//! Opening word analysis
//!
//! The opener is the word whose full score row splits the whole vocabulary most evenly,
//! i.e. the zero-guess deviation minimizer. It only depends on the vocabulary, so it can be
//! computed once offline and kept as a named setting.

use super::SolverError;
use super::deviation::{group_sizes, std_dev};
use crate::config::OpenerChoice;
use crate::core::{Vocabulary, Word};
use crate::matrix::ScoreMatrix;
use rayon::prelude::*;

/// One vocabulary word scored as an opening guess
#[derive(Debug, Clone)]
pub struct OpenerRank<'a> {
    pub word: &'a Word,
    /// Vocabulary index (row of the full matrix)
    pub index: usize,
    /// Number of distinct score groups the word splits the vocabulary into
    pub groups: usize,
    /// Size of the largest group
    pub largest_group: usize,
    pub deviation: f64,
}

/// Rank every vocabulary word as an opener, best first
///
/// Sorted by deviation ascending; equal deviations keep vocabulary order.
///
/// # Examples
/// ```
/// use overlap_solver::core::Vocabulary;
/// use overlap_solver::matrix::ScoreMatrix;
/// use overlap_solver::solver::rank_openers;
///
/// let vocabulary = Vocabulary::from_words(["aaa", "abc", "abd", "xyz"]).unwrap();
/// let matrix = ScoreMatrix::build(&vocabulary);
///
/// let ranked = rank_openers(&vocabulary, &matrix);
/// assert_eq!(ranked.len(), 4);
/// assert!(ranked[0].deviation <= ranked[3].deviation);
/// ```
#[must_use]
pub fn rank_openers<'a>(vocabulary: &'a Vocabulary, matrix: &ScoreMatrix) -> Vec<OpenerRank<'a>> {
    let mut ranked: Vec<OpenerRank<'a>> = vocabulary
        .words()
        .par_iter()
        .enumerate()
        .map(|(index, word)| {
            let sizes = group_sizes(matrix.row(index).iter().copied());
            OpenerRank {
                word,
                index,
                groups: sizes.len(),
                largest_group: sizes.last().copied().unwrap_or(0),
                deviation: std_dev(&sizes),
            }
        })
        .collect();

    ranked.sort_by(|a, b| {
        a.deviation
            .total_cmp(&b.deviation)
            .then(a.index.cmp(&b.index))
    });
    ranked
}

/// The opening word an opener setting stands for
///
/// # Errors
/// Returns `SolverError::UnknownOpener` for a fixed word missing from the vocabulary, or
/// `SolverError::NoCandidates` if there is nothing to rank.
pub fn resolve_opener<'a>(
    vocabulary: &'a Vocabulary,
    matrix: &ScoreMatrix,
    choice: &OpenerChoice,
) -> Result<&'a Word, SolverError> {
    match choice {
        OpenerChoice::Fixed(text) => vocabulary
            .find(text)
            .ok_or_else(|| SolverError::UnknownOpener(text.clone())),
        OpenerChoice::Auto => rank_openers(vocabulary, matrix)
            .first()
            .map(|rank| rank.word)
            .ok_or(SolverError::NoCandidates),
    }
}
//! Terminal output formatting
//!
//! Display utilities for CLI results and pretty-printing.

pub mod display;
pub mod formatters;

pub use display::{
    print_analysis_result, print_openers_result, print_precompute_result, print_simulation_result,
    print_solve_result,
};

- **What the task requires**: For the word "splits", find all matching lines in the entries above and copy them out.

- **Exercise solution**:
//! The opener is the word whose full score row splits the whole vocabulary most evenly,
    /// Number of distinct score groups the word splits the vocabulary into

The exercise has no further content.